WORK TO COMPLETE: As soon as the line containing "vec![1.0, 5.0], BoundaryCondition::NotAKnot).unwrap();" appears in the material below, start returning lines exactly, and end with the line containing "1.0, 9.0], BoundaryCondition::NotAKnot).unwrap();".

SOURCE MATERIAL:

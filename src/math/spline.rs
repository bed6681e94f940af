//! Cubic spline interpolation for spread curves.
//!
//! The spline is stored as knot values plus second derivatives `M_i` at each
//! knot. On segment `[x_i, x_{i+1}]` with `h = x_{i+1} - x_i` and `t = x - x_i`:
//!
//! ```text
//! S(x) = y_i + b_i t + (M_i / 2) t^2 + (M_{i+1} - M_i) / (6h) t^3
//! b_i  = (y_{i+1} - y_i) / h - h (2 M_i + M_{i+1}) / 6
//! ```
//!
//! Interior rows of the linear system enforce C2 continuity; the first and
//! last rows come from the boundary condition:
//!
//! - not-a-knot: `S'''` is continuous at `x_1` and `x_{n-2}` (default)
//! - natural: `M_0 = M_{n-1} = 0`
//!
//! With two knots the spline degenerates to a line; with three knots under
//! not-a-knot it is the parabola through all three points.
//!
//! Queries outside `[x_0, x_{n-1}]` reuse the end segment polynomial.

use nalgebra::{DMatrix, DVector};

use crate::domain::BoundaryCondition;
use crate::error::NumericError;

#[derive(Debug, Clone)]
pub struct CubicSpline {
    xs: Vec<f64>,
    ys: Vec<f64>,
    /// Second derivatives at each knot.
    m: Vec<f64>,
    boundary: BoundaryCondition,
}

impl CubicSpline {
    /// Build a spline through `(xs[i], ys[i])`.
    ///
    /// `xs` must be strictly increasing; inputs are never reordered.
    pub fn new(xs: Vec<f64>, ys: Vec<f64>, boundary: BoundaryCondition) -> Result<Self, NumericError> {
        if xs.len() < 2 {
            return Err(NumericError::InsufficientData {
                required: 2,
                actual: xs.len(),
            });
        }
        if xs.len() != ys.len() {
            return Err(NumericError::invalid_input(format!(
                "knot x and y must have the same length: {} vs {}",
                xs.len(),
                ys.len()
            )));
        }
        if !(xs.iter().all(|v| v.is_finite()) && ys.iter().all(|v| v.is_finite())) {
            return Err(NumericError::invalid_input("spline knots must be finite"));
        }
        if let Some(i) = xs.windows(2).position(|w| w[1] <= w[0]) {
            return Err(NumericError::invalid_input(format!(
                "knot x values must be strictly increasing (x[{}]={} is followed by x[{}]={})",
                i,
                xs[i],
                i + 1,
                xs[i + 1]
            )));
        }

        let m = second_derivatives(&xs, &ys, boundary)?;
        Ok(Self { xs, ys, m, boundary })
    }

    pub fn boundary(&self) -> BoundaryCondition {
        self.boundary
    }

    /// Knots as `(x, y)` pairs, in input order.
    pub fn knots(&self) -> impl Iterator<Item = (f64, f64)> + '_ {
        self.xs.iter().copied().zip(self.ys.iter().copied())
    }

    pub fn min_x(&self) -> f64 {
        self.xs[0]
    }

    pub fn max_x(&self) -> f64 {
        self.xs[self.xs.len() - 1]
    }

    pub fn evaluate(&self, x: f64) -> f64 {
        self.eval_segment(self.find_segment(x), x, 0)
    }

    /// Derivative of order 1, 2 or 3 at `x`.
    pub fn derivative(&self, x: f64, order: u8) -> Result<f64, NumericError> {
        if !(1..=3).contains(&order) {
            return Err(NumericError::invalid_input(format!(
                "derivative order must be 1, 2 or 3, got {order}"
            )));
        }
        Ok(self.eval_segment(self.find_segment(x), x, order))
    }

    /// Evaluate on `n` evenly spaced points spanning the knot range.
    pub fn evaluate_grid(&self, n: usize) -> (Vec<f64>, Vec<f64>) {
        let xs = linspace(self.min_x(), self.max_x(), n);
        let ys = xs.iter().map(|&x| self.evaluate(x)).collect();
        (xs, ys)
    }

    /// Index of the segment used for `x` (end segments absorb out-of-range queries).
    fn find_segment(&self, x: f64) -> usize {
        let last = self.xs.len() - 2;
        self.xs.partition_point(|&k| k <= x).saturating_sub(1).min(last)
    }

    fn eval_segment(&self, i: usize, x: f64, order: u8) -> f64 {
        let h = self.xs[i + 1] - self.xs[i];
        let t = x - self.xs[i];
        let (m0, m1) = (self.m[i], self.m[i + 1]);

        let a = self.ys[i];
        let b = (self.ys[i + 1] - self.ys[i]) / h - h * (2.0 * m0 + m1) / 6.0;
        let c = m0 / 2.0;
        let d = (m1 - m0) / (6.0 * h);

        match order {
            0 => a + t * (b + t * (c + t * d)),
            1 => b + t * (2.0 * c + 3.0 * d * t),
            2 => 2.0 * c + 6.0 * d * t,
            _ => 6.0 * d,
        }
    }
}

/// `n` evenly spaced values from `start` to `end` inclusive.
pub fn linspace(start: f64, end: f64, n: usize) -> Vec<f64> {
    match n {
        0 => Vec::new(),
        1 => vec![start],
        _ => {
            let step = (end - start) / (n as f64 - 1.0);
            let mut out: Vec<f64> = (0..n).map(|i| start + step * i as f64).collect();
            out[n - 1] = end;
            out
        }
    }
}

fn second_derivatives(xs: &[f64], ys: &[f64], boundary: BoundaryCondition) -> Result<Vec<f64>, NumericError> {
    let n = xs.len();
    if n == 2 {
        return Ok(vec![0.0; 2]);
    }

    let h: Vec<f64> = xs.windows(2).map(|w| w[1] - w[0]).collect();
    let mut a = DMatrix::<f64>::zeros(n, n);
    let mut rhs = DVector::<f64>::zeros(n);

    for i in 1..n - 1 {
        a[(i, i - 1)] = h[i - 1];
        a[(i, i)] = 2.0 * (h[i - 1] + h[i]);
        a[(i, i + 1)] = h[i];
        rhs[i] = 6.0 * ((ys[i + 1] - ys[i]) / h[i] - (ys[i] - ys[i - 1]) / h[i - 1]);
    }

    match boundary {
        BoundaryCondition::Natural => {
            a[(0, 0)] = 1.0;
            a[(n - 1, n - 1)] = 1.0;
        }
        // Both not-a-knot conditions sit on the single interior knot: use a parabola.
        BoundaryCondition::NotAKnot if n == 3 => {
            a[(0, 0)] = 1.0;
            a[(0, 1)] = -1.0;
            a[(2, 1)] = 1.0;
            a[(2, 2)] = -1.0;
        }
        BoundaryCondition::NotAKnot => {
            a[(0, 0)] = h[1];
            a[(0, 1)] = -(h[0] + h[1]);
            a[(0, 2)] = h[0];
            a[(n - 1, n - 3)] = h[n - 2];
            a[(n - 1, n - 2)] = -(h[n - 3] + h[n - 2]);
            a[(n - 1, n - 1)] = h[n - 3];
        }
    }

    let m = a
        .lu()
        .solve(&rhs)
        .ok_or_else(|| NumericError::singular("spline system could not be solved"))?;
    if !m.iter().all(|v| v.is_finite()) {
        return Err(NumericError::singular("spline second derivatives are not finite"));
    }
    Ok(m.iter().copied().collect())
}

#[cfg(test)]
mod tests {
    use super::*;
    use approx::assert_relative_eq;

    const TENORS: [f64; 5] = [1.0, 3.0, 5.0, 7.0, 10.0];
    const SPREADS: [f64; 5] = [5.2, 4.8, 4.1, 3.5, 3.0];

    fn hy_spline(boundary: BoundaryCondition) -> CubicSpline {
        CubicSpline::new(TENORS.to_vec(), SPREADS.to_vec(), boundary).unwrap()
    }

    #[test]
    fn spline_is_exact_at_knots() {
        for boundary in [BoundaryCondition::NotAKnot, BoundaryCondition::Natural] {
            let spline = hy_spline(boundary);
            for (x, y) in TENORS.iter().zip(SPREADS.iter()) {
                assert_relative_eq!(spline.evaluate(*x), *y, epsilon = 1e-9);
            }
        }
    }

    #[test]
    fn non_monotonic_tenors_are_rejected() {
        let err = CubicSpline::new(
            vec![1.0, 5.0, 3.0, 7.0, 10.0],
            SPREADS.to_vec(),
            BoundaryCondition::NotAKnot,
        )
        .unwrap_err();
        assert!(matches!(err, NumericError::InvalidInput { .. }));
        assert!(err.to_string().contains("strictly increasing"));
    }

    #[test]
    fn repeated_tenor_is_rejected() {
        let res = CubicSpline::new(vec![1.0, 3.0, 3.0], vec![1.0, 2.0, 3.0], BoundaryCondition::Natural);
        assert!(matches!(res, Err(NumericError::InvalidInput { .. })));
    }

    #[test]
    fn too_few_or_mismatched_knots_are_rejected() {
        assert_eq!(
            CubicSpline::new(vec![1.0], vec![2.0], BoundaryCondition::NotAKnot).unwrap_err(),
            NumericError::InsufficientData { required: 2, actual: 1 }
        );
        assert!(CubicSpline::new(vec![1.0, 2.0], vec![2.0], BoundaryCondition::NotAKnot).is_err());
        assert!(CubicSpline::new(vec![1.0, f64::NAN], vec![2.0, 3.0], BoundaryCondition::NotAKnot).is_err());
    }

    #[test]
    fn spline_is_c2_at_interior_knots() {
        for boundary in [BoundaryCondition::NotAKnot, BoundaryCondition::Natural] {
            let spline = hy_spline(boundary);
            for i in 1..TENORS.len() - 1 {
                let x = TENORS[i];
                for order in 0..=2 {
                    let left = spline.eval_segment(i - 1, x, order);
                    let right = spline.eval_segment(i, x, order);
                    assert_relative_eq!(left, right, epsilon = 1e-9);
                }
            }
        }
    }

    #[test]
    fn not_a_knot_has_continuous_third_derivative_at_second_and_penultimate_knots() {
        let spline = hy_spline(BoundaryCondition::NotAKnot);
        for i in [1, TENORS.len() - 2] {
            let left = spline.eval_segment(i - 1, TENORS[i], 3);
            let right = spline.eval_segment(i, TENORS[i], 3);
            assert_relative_eq!(left, right, epsilon = 1e-9);
        }
    }

    #[test]
    fn natural_spline_has_zero_curvature_at_ends() {
        let spline = hy_spline(BoundaryCondition::Natural);
        assert_relative_eq!(spline.derivative(1.0, 2).unwrap(), 0.0, epsilon = 1e-12);
        assert_relative_eq!(spline.derivative(10.0, 2).unwrap(), 0.0, epsilon = 1e-12);
    }

    #[test]
    fn not_a_knot_reproduces_a_cubic() {
        let f = |x: f64| x * x * x - 2.0 * x + 1.0;
        let xs = vec![0.0, 1.0, 2.5, 3.0, 4.0, 6.0];
        let ys = xs.iter().map(|&x| f(x)).collect();
        let spline = CubicSpline::new(xs, ys, BoundaryCondition::NotAKnot).unwrap();

        for x in [0.3, 1.7, 2.75, 3.5, 5.2] {
            assert_relative_eq!(spline.evaluate(x), f(x), epsilon = 1e-9);
        }
    }

    #[test]
    fn two_knots_give_a_line_and_three_knots_a_parabola() {
        let line = CubicSpline::new(vec![0.0, 2.0], vec![1.0, 5.0], BoundaryCondition::NotAKnot).unwrap();
        assert_relative_eq!(line.evaluate(0.5), 2.0, epsilon = 1e-12);

        let parabola =
            CubicSpline::new(vec![0.0, 1.0, 3.0], vec![0.0, 1.0, 9.0], BoundaryCondition::NotAKnot).unwrap();
        assert_relative_eq!(parabola.evaluate(1.5), 2.25, epsilon = 1e-12);
        assert_relative_eq!(parabola.evaluate(2.5), 6.25, epsilon = 1e-12);
    }

    #[test]
    fn grid_spans_knot_range() {
        let spline = hy_spline(BoundaryCondition::NotAKnot);
        let (xs, ys) = spline.evaluate_grid(20);
        assert_eq!(xs.len(), 20);
        assert_eq!(ys.len(), 20);
        assert_eq!(xs[0], 1.0);
        assert_eq!(xs[19], 10.0);
        assert!(xs.windows(2).all(|w| w[1] > w[0]));
        assert_relative_eq!(ys[0], 5.2, epsilon = 1e-9);
        assert_relative_eq!(ys[19], 3.0, epsilon = 1e-9);
    }

    #[test]
    fn derivative_order_is_validated() {
        let spline = hy_spline(BoundaryCondition::NotAKnot);
        assert!(spline.derivative(2.0, 0).is_err());
        assert!(spline.derivative(2.0, 4).is_err());
        assert!(spline.derivative(2.0, 1).unwrap() < 0.0);
    }

    #[test]
    fn linspace_edge_cases() {
        assert!(linspace(1.0, 10.0, 0).is_empty());
        assert_eq!(linspace(1.0, 10.0, 1), vec![1.0]);
        assert_eq!(linspace(0.0, 1.0, 3), vec![0.0, 0.5, 1.0]);
    }
}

SOLVED PROBLEM:
        let line = CubicSpline::new(vec![0.0, 2.0], vec![1.0, 5.0], BoundaryCondition::NotAKnot).unwrap();
        assert_relative_eq!(line.evaluate(0.5), 2.0, epsilon = 1e-12);

        let parabola =
            CubicSpline::new(vec![0.0, 1.0, 3.0], vec![0.0, 1.0, 9.0], BoundaryCondition::NotAKnot).unwrap();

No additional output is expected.